◆ **LISTED ENTRIES**:
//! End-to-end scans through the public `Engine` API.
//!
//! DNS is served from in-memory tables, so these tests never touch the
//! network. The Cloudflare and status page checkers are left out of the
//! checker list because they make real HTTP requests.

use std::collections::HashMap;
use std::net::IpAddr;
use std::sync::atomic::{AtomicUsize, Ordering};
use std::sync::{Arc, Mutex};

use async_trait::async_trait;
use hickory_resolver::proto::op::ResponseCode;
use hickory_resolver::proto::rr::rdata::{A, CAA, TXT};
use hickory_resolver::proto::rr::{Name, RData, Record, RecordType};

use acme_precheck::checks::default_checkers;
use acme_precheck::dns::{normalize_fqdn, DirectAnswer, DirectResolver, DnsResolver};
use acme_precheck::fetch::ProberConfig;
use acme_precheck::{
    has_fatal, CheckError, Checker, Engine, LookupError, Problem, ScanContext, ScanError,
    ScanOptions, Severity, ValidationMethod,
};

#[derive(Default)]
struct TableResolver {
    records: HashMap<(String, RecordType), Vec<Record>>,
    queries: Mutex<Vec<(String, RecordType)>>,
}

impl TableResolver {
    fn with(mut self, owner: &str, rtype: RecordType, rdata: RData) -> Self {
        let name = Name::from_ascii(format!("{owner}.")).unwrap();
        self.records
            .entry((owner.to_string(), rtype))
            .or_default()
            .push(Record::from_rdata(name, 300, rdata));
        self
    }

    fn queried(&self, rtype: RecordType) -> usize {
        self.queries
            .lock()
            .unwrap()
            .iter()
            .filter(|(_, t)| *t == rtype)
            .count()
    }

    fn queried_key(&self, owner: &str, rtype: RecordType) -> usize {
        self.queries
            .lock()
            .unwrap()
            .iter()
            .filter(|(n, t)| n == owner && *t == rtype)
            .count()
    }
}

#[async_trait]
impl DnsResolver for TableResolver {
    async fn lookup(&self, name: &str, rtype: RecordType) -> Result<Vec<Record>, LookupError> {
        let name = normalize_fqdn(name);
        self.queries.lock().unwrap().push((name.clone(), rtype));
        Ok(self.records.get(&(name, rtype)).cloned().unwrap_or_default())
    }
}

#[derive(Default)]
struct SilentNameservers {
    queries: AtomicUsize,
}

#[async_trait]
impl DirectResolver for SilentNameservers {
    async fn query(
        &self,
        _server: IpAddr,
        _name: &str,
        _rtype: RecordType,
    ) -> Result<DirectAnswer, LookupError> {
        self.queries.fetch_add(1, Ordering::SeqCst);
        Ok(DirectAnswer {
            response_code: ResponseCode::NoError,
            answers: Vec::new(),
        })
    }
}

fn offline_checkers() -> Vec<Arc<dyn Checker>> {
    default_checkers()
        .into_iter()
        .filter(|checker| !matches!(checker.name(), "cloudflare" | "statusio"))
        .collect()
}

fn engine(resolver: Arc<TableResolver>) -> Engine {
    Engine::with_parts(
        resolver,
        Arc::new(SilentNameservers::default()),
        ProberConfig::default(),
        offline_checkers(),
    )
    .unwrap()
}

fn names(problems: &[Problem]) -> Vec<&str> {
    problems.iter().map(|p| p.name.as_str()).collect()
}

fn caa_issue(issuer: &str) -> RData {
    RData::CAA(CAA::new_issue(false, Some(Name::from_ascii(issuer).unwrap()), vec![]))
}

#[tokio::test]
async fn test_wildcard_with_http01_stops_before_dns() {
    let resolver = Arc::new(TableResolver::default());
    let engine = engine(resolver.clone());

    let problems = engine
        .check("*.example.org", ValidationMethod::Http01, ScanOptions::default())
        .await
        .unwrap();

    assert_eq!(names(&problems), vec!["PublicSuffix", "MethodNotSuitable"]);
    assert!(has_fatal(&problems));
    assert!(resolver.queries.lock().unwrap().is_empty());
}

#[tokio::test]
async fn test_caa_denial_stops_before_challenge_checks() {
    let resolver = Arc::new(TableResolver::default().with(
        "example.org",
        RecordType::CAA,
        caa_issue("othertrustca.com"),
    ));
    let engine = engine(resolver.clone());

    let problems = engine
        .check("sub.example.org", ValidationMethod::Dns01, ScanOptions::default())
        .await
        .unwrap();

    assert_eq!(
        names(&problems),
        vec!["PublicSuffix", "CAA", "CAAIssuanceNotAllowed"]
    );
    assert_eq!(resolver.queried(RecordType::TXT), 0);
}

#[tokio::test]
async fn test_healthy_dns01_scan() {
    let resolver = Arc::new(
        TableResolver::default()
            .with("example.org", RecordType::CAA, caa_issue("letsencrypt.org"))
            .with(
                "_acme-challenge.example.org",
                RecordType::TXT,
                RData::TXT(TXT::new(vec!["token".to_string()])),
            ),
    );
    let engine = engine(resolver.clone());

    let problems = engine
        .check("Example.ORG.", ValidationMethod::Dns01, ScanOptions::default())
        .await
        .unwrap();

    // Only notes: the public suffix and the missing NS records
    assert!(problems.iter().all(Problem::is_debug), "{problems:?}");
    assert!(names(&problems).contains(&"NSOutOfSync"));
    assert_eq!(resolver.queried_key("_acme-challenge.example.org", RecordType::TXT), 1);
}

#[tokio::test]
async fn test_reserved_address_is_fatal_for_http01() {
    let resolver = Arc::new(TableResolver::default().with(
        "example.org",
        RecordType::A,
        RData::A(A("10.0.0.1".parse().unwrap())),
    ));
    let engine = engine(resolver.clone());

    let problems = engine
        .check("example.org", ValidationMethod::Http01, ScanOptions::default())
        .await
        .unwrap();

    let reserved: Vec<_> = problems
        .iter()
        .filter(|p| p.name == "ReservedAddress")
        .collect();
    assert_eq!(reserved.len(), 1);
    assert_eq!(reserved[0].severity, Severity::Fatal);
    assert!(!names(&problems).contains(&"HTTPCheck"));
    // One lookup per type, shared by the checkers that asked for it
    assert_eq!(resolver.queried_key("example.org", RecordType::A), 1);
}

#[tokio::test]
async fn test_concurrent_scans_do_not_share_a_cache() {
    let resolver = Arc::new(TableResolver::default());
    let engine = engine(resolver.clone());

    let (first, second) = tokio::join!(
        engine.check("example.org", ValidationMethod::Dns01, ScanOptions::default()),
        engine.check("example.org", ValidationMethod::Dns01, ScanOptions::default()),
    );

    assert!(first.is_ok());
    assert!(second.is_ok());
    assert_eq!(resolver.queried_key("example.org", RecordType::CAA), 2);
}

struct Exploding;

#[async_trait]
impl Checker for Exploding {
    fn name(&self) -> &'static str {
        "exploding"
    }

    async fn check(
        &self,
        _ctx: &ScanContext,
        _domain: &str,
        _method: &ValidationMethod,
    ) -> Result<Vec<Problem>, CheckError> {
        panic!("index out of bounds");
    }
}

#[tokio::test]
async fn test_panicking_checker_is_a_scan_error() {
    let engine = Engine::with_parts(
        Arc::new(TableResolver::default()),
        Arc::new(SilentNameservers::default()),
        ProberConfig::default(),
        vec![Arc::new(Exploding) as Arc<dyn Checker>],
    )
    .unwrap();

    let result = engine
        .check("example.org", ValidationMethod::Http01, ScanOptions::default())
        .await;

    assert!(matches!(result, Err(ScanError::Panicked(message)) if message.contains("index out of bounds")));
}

--

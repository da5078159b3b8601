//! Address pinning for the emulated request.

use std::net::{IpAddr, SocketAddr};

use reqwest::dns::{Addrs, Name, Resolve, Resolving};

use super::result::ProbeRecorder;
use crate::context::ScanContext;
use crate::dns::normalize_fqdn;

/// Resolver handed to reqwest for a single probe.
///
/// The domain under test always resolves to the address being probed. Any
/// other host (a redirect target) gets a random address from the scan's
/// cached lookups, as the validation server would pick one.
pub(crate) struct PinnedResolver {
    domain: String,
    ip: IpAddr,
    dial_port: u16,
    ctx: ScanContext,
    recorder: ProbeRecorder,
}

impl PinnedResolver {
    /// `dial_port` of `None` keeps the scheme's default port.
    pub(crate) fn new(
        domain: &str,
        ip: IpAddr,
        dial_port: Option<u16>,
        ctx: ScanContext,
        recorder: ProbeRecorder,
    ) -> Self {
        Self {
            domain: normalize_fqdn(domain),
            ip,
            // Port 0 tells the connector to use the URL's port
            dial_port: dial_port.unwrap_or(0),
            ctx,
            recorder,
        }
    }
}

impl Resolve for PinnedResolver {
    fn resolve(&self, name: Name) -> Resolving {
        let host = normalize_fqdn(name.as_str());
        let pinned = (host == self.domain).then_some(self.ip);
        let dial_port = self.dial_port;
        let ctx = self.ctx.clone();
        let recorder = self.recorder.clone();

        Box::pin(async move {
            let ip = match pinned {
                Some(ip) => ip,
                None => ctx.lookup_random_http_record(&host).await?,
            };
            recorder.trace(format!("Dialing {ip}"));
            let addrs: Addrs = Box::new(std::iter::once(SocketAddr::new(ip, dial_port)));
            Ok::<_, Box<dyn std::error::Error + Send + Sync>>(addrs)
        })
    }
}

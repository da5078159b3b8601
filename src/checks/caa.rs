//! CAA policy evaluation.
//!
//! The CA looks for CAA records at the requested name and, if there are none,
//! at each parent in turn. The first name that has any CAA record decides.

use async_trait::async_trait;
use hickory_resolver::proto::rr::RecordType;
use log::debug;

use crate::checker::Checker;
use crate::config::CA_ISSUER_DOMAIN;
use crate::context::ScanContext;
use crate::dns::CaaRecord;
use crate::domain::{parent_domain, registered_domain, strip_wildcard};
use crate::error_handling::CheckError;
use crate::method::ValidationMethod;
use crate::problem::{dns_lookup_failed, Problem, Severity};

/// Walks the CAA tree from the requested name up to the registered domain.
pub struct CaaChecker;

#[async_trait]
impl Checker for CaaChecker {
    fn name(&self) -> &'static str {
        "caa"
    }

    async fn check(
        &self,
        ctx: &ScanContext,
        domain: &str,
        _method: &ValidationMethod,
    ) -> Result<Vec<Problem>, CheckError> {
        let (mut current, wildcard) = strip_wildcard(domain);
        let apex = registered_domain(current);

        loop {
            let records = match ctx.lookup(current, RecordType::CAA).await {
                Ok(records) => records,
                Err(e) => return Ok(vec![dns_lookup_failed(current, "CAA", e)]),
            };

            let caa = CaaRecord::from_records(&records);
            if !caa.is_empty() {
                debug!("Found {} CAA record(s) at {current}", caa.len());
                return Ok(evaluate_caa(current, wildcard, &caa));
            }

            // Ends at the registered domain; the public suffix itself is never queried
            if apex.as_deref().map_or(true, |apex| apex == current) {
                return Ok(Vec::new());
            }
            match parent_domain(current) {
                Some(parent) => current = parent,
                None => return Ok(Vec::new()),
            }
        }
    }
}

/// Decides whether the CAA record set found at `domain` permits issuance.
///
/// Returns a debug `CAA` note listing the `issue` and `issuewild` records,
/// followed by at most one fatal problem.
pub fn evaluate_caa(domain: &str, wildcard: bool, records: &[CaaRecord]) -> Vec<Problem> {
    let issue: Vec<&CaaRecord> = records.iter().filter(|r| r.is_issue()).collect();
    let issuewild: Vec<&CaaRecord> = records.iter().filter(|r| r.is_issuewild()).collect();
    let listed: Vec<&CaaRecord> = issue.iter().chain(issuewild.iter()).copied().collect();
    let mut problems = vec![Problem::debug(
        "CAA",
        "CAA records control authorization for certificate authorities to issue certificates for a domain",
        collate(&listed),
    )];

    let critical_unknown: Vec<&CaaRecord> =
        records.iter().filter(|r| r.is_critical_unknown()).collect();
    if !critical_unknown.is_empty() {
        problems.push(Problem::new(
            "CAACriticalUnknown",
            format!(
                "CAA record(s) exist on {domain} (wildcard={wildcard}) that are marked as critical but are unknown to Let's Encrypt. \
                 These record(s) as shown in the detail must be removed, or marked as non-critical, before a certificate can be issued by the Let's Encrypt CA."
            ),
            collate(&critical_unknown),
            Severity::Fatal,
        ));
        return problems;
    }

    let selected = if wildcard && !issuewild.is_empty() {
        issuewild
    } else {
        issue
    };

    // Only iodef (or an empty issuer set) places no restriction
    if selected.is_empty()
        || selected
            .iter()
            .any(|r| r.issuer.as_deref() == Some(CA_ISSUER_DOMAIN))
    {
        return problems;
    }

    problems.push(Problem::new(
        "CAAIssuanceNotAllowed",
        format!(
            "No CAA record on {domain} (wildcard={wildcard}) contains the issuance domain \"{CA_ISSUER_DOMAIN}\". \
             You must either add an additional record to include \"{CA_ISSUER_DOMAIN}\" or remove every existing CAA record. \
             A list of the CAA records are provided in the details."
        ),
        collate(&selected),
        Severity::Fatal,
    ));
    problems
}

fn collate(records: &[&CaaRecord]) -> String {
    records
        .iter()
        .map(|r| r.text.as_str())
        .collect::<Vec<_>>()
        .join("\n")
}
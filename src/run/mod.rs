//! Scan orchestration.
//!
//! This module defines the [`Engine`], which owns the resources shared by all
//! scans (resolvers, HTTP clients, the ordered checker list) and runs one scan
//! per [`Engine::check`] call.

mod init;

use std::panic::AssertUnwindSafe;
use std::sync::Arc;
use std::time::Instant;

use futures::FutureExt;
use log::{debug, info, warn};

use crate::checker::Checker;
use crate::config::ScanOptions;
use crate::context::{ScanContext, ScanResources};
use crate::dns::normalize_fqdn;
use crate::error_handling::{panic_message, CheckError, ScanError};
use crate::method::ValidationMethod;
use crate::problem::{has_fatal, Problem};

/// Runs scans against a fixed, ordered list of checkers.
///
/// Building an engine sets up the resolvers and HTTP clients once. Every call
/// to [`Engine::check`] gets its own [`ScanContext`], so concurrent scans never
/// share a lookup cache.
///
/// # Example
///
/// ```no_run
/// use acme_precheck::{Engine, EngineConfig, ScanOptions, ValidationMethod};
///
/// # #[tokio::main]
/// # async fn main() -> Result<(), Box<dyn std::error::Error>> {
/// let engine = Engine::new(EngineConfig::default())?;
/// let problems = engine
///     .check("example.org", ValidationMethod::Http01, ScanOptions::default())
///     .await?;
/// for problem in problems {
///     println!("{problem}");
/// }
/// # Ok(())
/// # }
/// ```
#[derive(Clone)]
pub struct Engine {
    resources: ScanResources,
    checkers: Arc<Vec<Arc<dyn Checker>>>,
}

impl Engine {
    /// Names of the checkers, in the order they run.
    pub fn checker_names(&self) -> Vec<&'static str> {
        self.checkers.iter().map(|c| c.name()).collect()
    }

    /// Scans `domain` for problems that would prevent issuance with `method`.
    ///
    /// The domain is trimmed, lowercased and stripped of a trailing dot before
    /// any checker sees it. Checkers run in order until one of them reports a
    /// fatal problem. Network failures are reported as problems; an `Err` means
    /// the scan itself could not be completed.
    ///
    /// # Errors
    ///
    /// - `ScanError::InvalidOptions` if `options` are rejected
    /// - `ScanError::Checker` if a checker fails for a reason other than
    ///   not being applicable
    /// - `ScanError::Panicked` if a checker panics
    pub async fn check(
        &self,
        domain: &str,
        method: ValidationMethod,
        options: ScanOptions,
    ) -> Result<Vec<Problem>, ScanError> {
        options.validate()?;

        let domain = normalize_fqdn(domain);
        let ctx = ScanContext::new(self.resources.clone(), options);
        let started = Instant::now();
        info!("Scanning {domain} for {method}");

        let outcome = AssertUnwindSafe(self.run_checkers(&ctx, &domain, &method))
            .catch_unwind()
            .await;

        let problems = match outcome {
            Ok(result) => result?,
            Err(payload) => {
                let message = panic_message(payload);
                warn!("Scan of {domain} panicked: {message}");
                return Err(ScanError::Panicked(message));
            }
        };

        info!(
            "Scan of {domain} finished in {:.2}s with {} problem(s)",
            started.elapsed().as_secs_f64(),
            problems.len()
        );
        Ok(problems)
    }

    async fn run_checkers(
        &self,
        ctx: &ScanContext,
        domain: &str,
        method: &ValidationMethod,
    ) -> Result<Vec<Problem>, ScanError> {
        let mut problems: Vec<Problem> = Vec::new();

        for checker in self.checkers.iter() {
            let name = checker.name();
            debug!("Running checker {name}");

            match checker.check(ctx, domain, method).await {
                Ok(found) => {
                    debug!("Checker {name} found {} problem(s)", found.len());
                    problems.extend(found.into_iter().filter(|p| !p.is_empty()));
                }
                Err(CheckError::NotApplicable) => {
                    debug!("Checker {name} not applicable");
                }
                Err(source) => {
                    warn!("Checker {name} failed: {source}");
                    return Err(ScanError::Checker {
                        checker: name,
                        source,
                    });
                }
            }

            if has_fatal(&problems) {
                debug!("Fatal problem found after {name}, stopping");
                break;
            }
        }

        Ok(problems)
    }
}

◆ **PROBLEM TO WORK ON**: Report every line in the data above in which the word "CAAIssuanceNotAllowed" appears.

◆ **OUTPUT**:
        vec!["PublicSuffix", "CAA", "CAAIssuanceNotAllowed"]
        "CAAIssuanceNotAllowed",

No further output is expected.